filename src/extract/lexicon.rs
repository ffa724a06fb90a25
// Term lists are lowercase; matching is on lowercased text with word boundaries.

pub const HEDGE_WORDS: &[&str] = &[
    "may",
    "might",
    "could",
    "suggests",
    "appears",
    "reportedly",
    "allegedly",
    "possible",
];

pub const OVERCLAIM_WORDS: &[&str] = &[
    "proves",
    "undeniably",
    "certainly",
    "always",
    "never",
    "guarantees",
];

pub const QUOTE_VERBS: &[&str] = &["said", "told", "according to", "stated", "wrote"];

pub const ANONYMOUS_SOURCING: &[&str] = &[
    "sources said",
    "sources say",
    "people familiar",
    "on condition of anonymity",
    "anonymous source",
    "insiders say",
];

pub const WHEN_TERMS: &[&str] = &[
    "today",
    "yesterday",
    "tonight",
    "tomorrow",
    "this week",
    "last week",
    "this morning",
    "on monday",
    "on tuesday",
    "on wednesday",
    "on thursday",
    "on friday",
    "on saturday",
    "on sunday",
    "january",
    "february",
    "march",
    "april",
    "june",
    "july",
    "august",
    "september",
    "october",
    "november",
    "december",
];

pub const WHY_TERMS: &[&str] = &[
    "because",
    "after",
    "due to",
    "amid",
    "following",
    "in order to",
    "so that",
    "in response to",
];

pub const HOW_TERMS: &[&str] = &["by", "through", "using", "via", "with a vote"];

pub const PLACE_PREPOSITIONS: &[&str] = &["in", "at", "from", "near"];

pub const BALANCE_TERMS: &[&str] = &[
    "however",
    "critics",
    "opponents",
    "on the other hand",
    "disagree",
    "disagreed",
    "countered",
    "disputed",
    "rejected the",
    "denied",
    "in contrast",
    "supporters",
    "skeptics",
];

pub const CONTEXT_TERMS: &[&str] = &[
    "previously",
    "last year",
    "earlier this year",
    "compared with",
    "compared to",
    "percent",
    "%",
    "average",
    "historically",
    "for context",
    "background",
    "a decade",
    "since",
    "the first time since",
];

pub const SENSATIONAL_TERMS: &[&str] = &[
    "shocking",
    "unprecedented",
    "catastrophic",
    "explosive",
    "bombshell",
    "devastating",
    "skyrocketing",
    "chaos",
    "jaw-dropping",
];

pub const CIVIC_TERMS: &[&str] = &[
    "how to",
    "deadline",
    "apply",
    "register",
    "vote",
    "hotline",
    "call",
    "visit",
    "website",
    "available at",
    "sign up",
    "eligible",
    "resources",
    "where to",
    "http",
    "www.",
];

pub const TRANSPARENCY_TERMS: &[&str] = &[
    "correction",
    "corrected",
    "updated",
    "editor's note",
    "disclosure",
    "methodology",
    "we contacted",
    "did not respond",
    "declined to comment",
    "could not be reached",
    "could not independently verify",
    "was not immediately available",
];

pub const LOADED_TERMS: &[&str] = &[
    "outrageous",
    "disgraceful",
    "idiot",
    "idiots",
    "evil",
    "slams",
    "destroys",
    "blasts",
    "insane",
    "pathetic",
    "traitor",
    "thugs",
];

pub const HARM_TERMS: &[&str] = &[
    "hoax",
    "cover-up",
    "miracle cure",
    "they don't want you to know",
    "plandemic",
    "rigged",
    "fake news",
    "guaranteed cure",
    "the truth they hide",
];

pub const DOMAINS: &[(&str, &[&str])] = &[
    (
        "economics",
        &["economy", "economic", "market", "inflation", "jobs", "budget", "tax"],
    ),
    (
        "law",
        &["court", "law", "legal", "judge", "regulation", "lawsuit"],
    ),
    (
        "science",
        &["study", "research", "scientists", "researchers", "data"],
    ),
    (
        "health",
        &["health", "hospital", "patients", "disease", "medical"],
    ),
    (
        "politics",
        &["election", "government", "minister", "senator", "policy", "parliament", "congress"],
    ),
    (
        "environment",
        &["climate", "emissions", "environment", "pollution", "energy"],
    ),
    (
        "technology",
        &["software", "technology", "digital", "internet", "artificial intelligence"],
    ),
    (
        "society",
        &["culture", "community", "education", "school", "families"],
    ),
];

pub const OPINION_TERMS: &[&str] = &[
    "i think",
    "i believe",
    "in my view",
    "we must",
    "we should",
    "i argue",
    "in my opinion",
    "my view",
];

pub const OPINION_TITLE_TERMS: &[&str] = &["opinion", "op-ed", "column", "editorial", "commentary"];

pub const EXPLAINER_TITLE_TERMS: &[&str] = &[
    "what",
    "how",
    "why",
    "explained",
    "explainer",
    "what to know",
    "here",
    "guide",
];

pub const EXPLAINER_BODY_TERMS: &[&str] = &[
    "here's what",
    "what this means",
    "in other words",
    "for example",
    "the answer",
    "to understand",
];

pub const LIVE_TERMS: &[&str] = &["live", "live updates", "as it happened", "latest updates"];

pub const STOP_WORDS: &[&str] = &[
    "the", "and", "for", "with", "from", "that", "this", "into", "over", "after", "about", "what",
    "when", "where", "will", "says", "said", "have", "more", "than", "their", "they",
];
use crate::error::{JudgeError, Result};
use scraper::{ElementRef, Html, Selector};
use serde::{Deserialize, Serialize};
use std::io::Read;
use std::path::{Path, PathBuf};
use walkdir::WalkDir;

const ARTICLE_EXTENSIONS: [&str; 5] = ["txt", "md", "json", "html", "htm"];

#[derive(Debug, Clone, Default, PartialEq, Serialize, Deserialize)]
#[serde(default)]
pub struct Article {
    pub url: Option<String>,
    pub title: Option<String>,
    pub author: Option<String>,
    pub thumbnail: Option<String>,
    pub text: String,
}

impl Article {
    /// Plain text with optional `Title:`, `Author:`, `Thumbnail:` and `URL:` lines.
    pub fn from_plain_text(content: &str) -> Self {
        let mut article = Article::default();
        let mut lines = content.lines().peekable();

        while let Some(line) = lines.peek() {
            let Some((key, value)) = line.split_once(':') else {
                break;
            };
            let value = non_empty(value);
            match key.trim().to_ascii_lowercase().as_str() {
                "title" => article.title = value,
                "author" => article.author = value,
                "thumbnail" => article.thumbnail = value,
                "url" => article.url = value,
                _ => break,
            }
            lines.next();
        }

        let remaining = lines.collect::<Vec<_>>();
        let mut body = remaining.as_slice();
        while let Some((first, rest)) = body.split_first() {
            if first.trim().is_empty() {
                body = rest;
                continue;
            }
            if article.title.is_none() {
                if let Some(heading) = first.trim().strip_prefix("# ") {
                    article.title = non_empty(heading);
                    body = rest;
                    continue;
                }
            }
            break;
        }
        article.text = body.join("\n").trim().to_string();
        article
    }

    pub fn from_json(content: &str) -> Result<Self> {
        serde_json::from_str(content)
            .map_err(|err| JudgeError::ArticleUnavailable(format!("malformed article JSON: {err}")))
    }

    pub fn from_html(content: &str) -> Self {
        let page = Html::parse_document(content);
        let title = meta_content(&page, &["meta[property='og:title']", "meta[name='og:title']"])
            .or_else(|| select_first(&page, "title").and_then(|title| non_empty(&element_text(title))));
        let author = meta_content(&page, &["meta[name='byl']"])
            .map(strip_byline)
            .or_else(|| {
                meta_content(
                    &page,
                    &["meta[name='author']", "meta[property='article:author']"],
                )
            })
            .or_else(|| {
                select_first(&page, "a[rel~='author']").and_then(|link| non_empty(&element_text(link)))
            });
        let thumbnail = meta_content(
            &page,
            &[
                "meta[property='og:image']",
                "meta[name='og:image']",
                "meta[property='twitter:image']",
                "meta[name='twitter:image']",
            ],
        );
        let url = select_first(&page, "link[rel='canonical']")
            .and_then(|link| link.value().attr("href"))
            .and_then(non_empty)
            .or_else(|| meta_content(&page, &["meta[property='og:url']"]));

        Article {
            url,
            title,
            author,
            thumbnail,
            text: main_text(&page),
        }
    }

    pub fn identity(&self) -> String {
        match self.url.as_deref().map(str::trim) {
            Some(url) if !url.is_empty() => format!("url:{url}"),
            _ => format!(
                "text:{}\n{}",
                self.title.as_deref().unwrap_or(""),
                self.text
            ),
        }
    }

    pub fn label(&self) -> String {
        self.title
            .clone()
            .or_else(|| self.url.clone())
            .unwrap_or_else(|| "untitled".to_string())
    }

    fn ensure_text(self, source: &str) -> Result<Self> {
        if self.text.trim().is_empty() {
            Err(JudgeError::ArticleUnavailable(format!(
                "{source}: no article text"
            )))
        } else {
            Ok(self)
        }
    }
}

fn non_empty(value: &str) -> Option<String> {
    let value = value.trim();
    (!value.is_empty()).then(|| value.to_string())
}

fn select_first<'a>(scope: &'a Html, css: &str) -> Option<ElementRef<'a>> {
    let selector = Selector::parse(css).ok()?;
    scope.select(&selector).next()
}

fn meta_content(page: &Html, selectors: &[&str]) -> Option<String> {
    selectors.iter().find_map(|css| {
        select_first(page, css)
            .and_then(|meta| meta.value().attr("content"))
            .and_then(non_empty)
    })
}

fn element_text(element: ElementRef<'_>) -> String {
    element
        .text()
        .collect::<String>()
        .split_whitespace()
        .collect::<Vec<_>>()
        .join(" ")
}

fn strip_byline(byline: String) -> String {
    match byline.get(..3) {
        Some(prefix) if prefix.eq_ignore_ascii_case("by ") => byline[3..].trim().to_string(),
        _ => byline,
    }
}

fn main_text(page: &Html) -> String {
    let Ok(blocks) = Selector::parse("p, h2, h3") else {
        return String::new();
    };
    let Some(container) = ["article", "main", "body"]
        .iter()
        .find_map(|css| select_first(page, css))
    else {
        return String::new();
    };
    container
        .select(&blocks)
        .map(element_text)
        .filter(|paragraph| !paragraph.is_empty())
        .collect::<Vec<_>>()
        .join("\n\n")
}

fn has_extension(path: &Path, known: &[&str]) -> bool {
    path.extension()
        .and_then(|ext| ext.to_str())
        .map(|ext| known.iter().any(|known| ext.eq_ignore_ascii_case(known)))
        .unwrap_or(false)
}

pub fn load_article(path: &Path) -> Result<Article> {
    let content = std::fs::read_to_string(path).map_err(|err| {
        JudgeError::ArticleUnavailable(format!("cannot read {}: {err}", path.display()))
    })?;
    let article = if has_extension(path, &["json"]) {
        Article::from_json(&content)?
    } else if has_extension(path, &["html", "htm"]) {
        Article::from_html(&content)
    } else {
        Article::from_plain_text(&content)
    };
    article.ensure_text(&path.display().to_string())
}

pub fn read_article(mut reader: impl Read) -> Result<Article> {
    let mut content = String::new();
    reader
        .read_to_string(&mut content)
        .map_err(|err| JudgeError::ArticleUnavailable(format!("cannot read input: {err}")))?;
    let head = content.trim_start();
    let article = if head.starts_with('{') {
        Article::from_json(&content)?
    } else if head.starts_with('<') {
        Article::from_html(&content)
    } else {
        Article::from_plain_text(&content)
    };
    article.ensure_text("stdin")
}

pub fn discover_articles(root: &Path) -> Vec<PathBuf> {
    let mut paths = WalkDir::new(root)
        .into_iter()
        .filter_map(|entry| entry.ok())
        .filter(|entry| entry.file_type().is_file())
        .filter(|entry| {
            !entry
                .path()
                .components()
                .any(|component| component.as_os_str() == ".judge")
        })
        .filter(|entry| has_extension(entry.path(), &ARTICLE_EXTENSIONS))
        .map(|entry| entry.path().to_path_buf())
        .collect::<Vec<_>>();
    paths.sort();
    paths
}
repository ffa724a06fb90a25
use crate::types::report::AnalyzeResponse;

pub fn to_json(response: &AnalyzeResponse) -> Result<String, serde_json::Error> {
    serde_json::to_string_pretty(response)
}

pub fn to_json_batch(responses: &[AnalyzeResponse]) -> Result<String, serde_json::Error> {
    serde_json::to_string_pretty(responses)
}

#[cfg(test)]
mod tests {
    use super::*;
    use crate::article::Article;
    use crate::service::Analyzer;
    use crate::types::scoring::Mode;

    fn response(mode: Mode) -> AnalyzeResponse {
        let article = Article {
            title: Some("Bridge closed".to_string()),
            text: "The north bridge closed on Monday for repairs, officials said.".to_string(),
            ..Article::default()
        };
        Analyzer::default()
            .analyze(&article, mode, false)
            .expect("analysis succeeds")
    }

    #[test]
    fn json_report_follows_the_response_contract() {
        let rendered = to_json(&response(Mode::IntentAccrual)).expect("json should serialize");
        let value: serde_json::Value = serde_json::from_str(&rendered).expect("valid json");
        for key in [
            "meta",
            "mode",
            "fromCache",
            "overall",
            "intent",
            "necessity_map",
            "scores",
            "headline_summary",
            "raw",
            "version",
            "rubric_version",
        ] {
            assert!(value.get(key).is_some(), "missing {key}");
        }
        assert_eq!(value["overall"]["method"], "intent_accrual");
        assert_eq!(value["scores"].as_array().map(Vec::len), Some(11));
        assert_eq!(value["scores"][0]["criterion"], "clarity_coherence");
    }

    #[test]
    fn editors_bench_json_omits_intent_and_parses_back() {
        let original = response(Mode::EditorsBench);
        let rendered = to_json(&original).expect("json should serialize");
        assert!(!rendered.contains("\"intent\""));
        let parsed: AnalyzeResponse = serde_json::from_str(&rendered).expect("json should parse");
        assert_eq!(parsed, original);
    }

    #[test]
    fn batch_renders_an_array() {
        let rendered = to_json_batch(&[response(Mode::EditorsBench), response(Mode::IntentAccrual)])
            .expect("json should serialize");
        let value: serde_json::Value = serde_json::from_str(&rendered).expect("valid json");
        assert_eq!(value.as_array().map(Vec::len), Some(2));
    }
}
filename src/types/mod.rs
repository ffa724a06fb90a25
pub mod config;
pub mod report;
pub mod scoring;
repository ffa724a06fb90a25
use crate::error::JudgeError;
use crate::types::scoring::{round2, Criterion, Mode, Overall, ScoreResult};

pub fn aggregate(scores: &[ScoreResult], mode: Mode) -> Result<Overall, JudgeError> {
    if scores.len() != Criterion::COUNT {
        return Err(JudgeError::EngineInvariantViolation(format!(
            "expected {} scores, found {}",
            Criterion::COUNT,
            scores.len()
        )));
    }
    for (item, expected) in scores.iter().zip(Criterion::ALL) {
        if item.criterion != expected {
            return Err(JudgeError::EngineInvariantViolation(format!(
                "score for {expected} expected, found {}",
                item.criterion
            )));
        }
    }

    let sum: f64 = scores.iter().map(|item| item.score).sum();
    Ok(Overall {
        average: round2(sum / scores.len() as f64),
        method: mode,
    })
}
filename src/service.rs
use crate::analyze::necessity::NECESSITY_MATRIX_VERSION;
use crate::analyze::{self, EngineSettings};
use crate::article::Article;
use crate::cache::AnalysisCache;
use crate::error::Result;
use crate::extract::lexicon::STOP_WORDS;
use crate::extract::text::{split_sentences, words, Document};
use crate::types::config::{JudgeConfig, DEFAULT_AGENT_VERSION};
use crate::types::report::{AnalyzeResponse, HeadlineSummary, Meta, RawInfo};
use crate::types::scoring::Mode;
use chrono::Utc;
use std::collections::HashSet;
use std::path::Path;
use tracing::{info, warn};

#[derive(Debug, Clone)]
pub struct Analyzer {
    settings: EngineSettings,
    agent_version: String,
    cache: Option<AnalysisCache>,
}

impl Default for Analyzer {
    fn default() -> Self {
        Self {
            settings: EngineSettings::default(),
            agent_version: DEFAULT_AGENT_VERSION.to_string(),
            cache: None,
        }
    }
}

impl Analyzer {
    pub fn new(settings: EngineSettings, agent_version: impl Into<String>) -> Self {
        Self {
            settings,
            agent_version: agent_version.into(),
            cache: None,
        }
    }

    pub fn from_config(config: Option<&JudgeConfig>, root: &Path, use_cache: bool) -> Self {
        let config = config.cloned().unwrap_or_default();
        let analyzer = Self::new(config.engine_settings(), config.agent_version());
        if use_cache && config.cache_enabled() {
            analyzer.with_cache(AnalysisCache::new(config.cache_dir(root)))
        } else {
            analyzer
        }
    }

    pub fn with_cache(mut self, cache: AnalysisCache) -> Self {
        self.cache = Some(cache);
        self
    }

    pub fn analyze(&self, article: &Article, mode: Mode, force: bool) -> Result<AnalyzeResponse> {
        let fingerprint = AnalysisCache::fingerprint(
            &article.identity(),
            &self.agent_version,
            mode,
            NECESSITY_MATRIX_VERSION,
            &self.settings.canonical(),
        );

        if !force {
            if let Some(cached) = self.cache.as_ref().and_then(|cache| cache.get(&fingerprint)) {
                info!(article = %article.label(), %mode, "served from cache");
                return Ok(cached);
            }
        }

        let result = analyze::analyze(article, mode, &self.settings)?;
        let doc = Document::parse(&article.text);
        let response = AnalyzeResponse {
            meta: Meta {
                title: article.title.clone(),
                author: article.author.clone(),
                thumbnail: article.thumbnail.clone(),
                fetched_at: Utc::now().to_rfc3339(),
            },
            result,
            headline_summary: headline_summary(article.title.as_deref(), &doc),
            raw: RawInfo {
                url: article.url.clone(),
                word_count: doc.word_count(),
            },
            version: self.agent_version.clone(),
            rubric_version: NECESSITY_MATRIX_VERSION.to_string(),
            from_cache: false,
        };

        if let Some(cache) = &self.cache {
            if let Err(err) = cache.put(&fingerprint, &response) {
                warn!(error = %err, "could not write cache entry");
            }
        }
        Ok(response)
    }
}

pub fn headline_summary(title: Option<&str>, doc: &Document) -> HeadlineSummary {
    let one_sentence_summary = doc
        .lede()
        .and_then(|lede| split_sentences(&lede.text).first().map(|s| s.to_string()));
    HeadlineSummary {
        one_sentence_summary,
        headline_body_match: headline_matches_body(title, doc),
    }
}

/// Half of the headline's significant words appear in the body.
fn headline_matches_body(title: Option<&str>, doc: &Document) -> bool {
    let Some(title) = title else {
        return true;
    };
    let significant = words(title)
        .map(str::to_lowercase)
        .filter(|word| word.chars().count() >= 4 && !STOP_WORDS.contains(&word.as_str()))
        .collect::<HashSet<_>>();
    if significant.is_empty() {
        return true;
    }

    let body = doc.full_text().to_lowercase();
    let body_words = words(&body).collect::<HashSet<_>>();
    let present = significant
        .iter()
        .filter(|word| body_words.contains(word.as_str()))
        .count();
    present * 2 >= significant.len()
}
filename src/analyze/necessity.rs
//! Versioned necessity table: how essential each criterion is per intent.

use crate::error::JudgeError;
use crate::types::scoring::{Criterion, Intent, NecessityMap, Weight};
use std::collections::HashMap;

pub const NECESSITY_MATRIX_VERSION: &str = "nmv1";

pub type NecessityOverrides = HashMap<Intent, HashMap<Criterion, Weight>>;

// Columns follow `Criterion::ALL`.
const HARD_NEWS: [Weight; Criterion::COUNT] = [0.9, 1.0, 1.0, 0.9, 0.7, 0.5, 0.8, 0.4, 0.5, 0.7, 0.8];
const EXPLAINER: [Weight; Criterion::COUNT] = [1.0, 0.6, 0.8, 0.7, 0.6, 0.6, 1.0, 0.8, 0.6, 0.6, 0.8];
const OPINION: [Weight; Criterion::COUNT] = [0.9, 0.4, 0.6, 0.8, 0.5, 0.7, 0.7, 0.6, 0.3, 0.7, 0.9];
const BRIEF: [Weight; Criterion::COUNT] = [0.9, 0.9, 0.8, 0.8, 0.4, 0.3, 0.6, 0.2, 0.4, 0.6, 0.8];
const FEATURE: [Weight; Criterion::COUNT] = [0.9, 0.5, 0.7, 0.7, 0.6, 0.7, 0.8, 0.7, 0.5, 0.6, 0.8];
const LIVE_BLOG: [Weight; Criterion::COUNT] = [0.7, 0.8, 0.8, 0.7, 0.4, 0.3, 0.6, 0.3, 0.5, 0.6, 0.8];

pub fn base_row(intent: Intent) -> [Weight; Criterion::COUNT] {
    match intent {
        Intent::HardNews => HARD_NEWS,
        Intent::Explainer => EXPLAINER,
        Intent::Opinion => OPINION,
        Intent::Brief => BRIEF,
        Intent::Feature => FEATURE,
        Intent::LiveBlog => LIVE_BLOG,
    }
}

pub fn necessity_map(
    intent: Intent,
    overrides: &NecessityOverrides,
) -> Result<NecessityMap, JudgeError> {
    let mut weights = base_row(intent);
    if let Some(row) = overrides.get(&intent) {
        for (criterion, weight) in row {
            weights[criterion.index()] = *weight;
        }
    }
    let map = NecessityMap::from_weights(weights);
    map.validate()?;
    Ok(map)
}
——
WHAT YOU HAVE TO DO => Of all the entries above, how many lines contain "types"? Give the number alone.

TASK SOLUTION => 8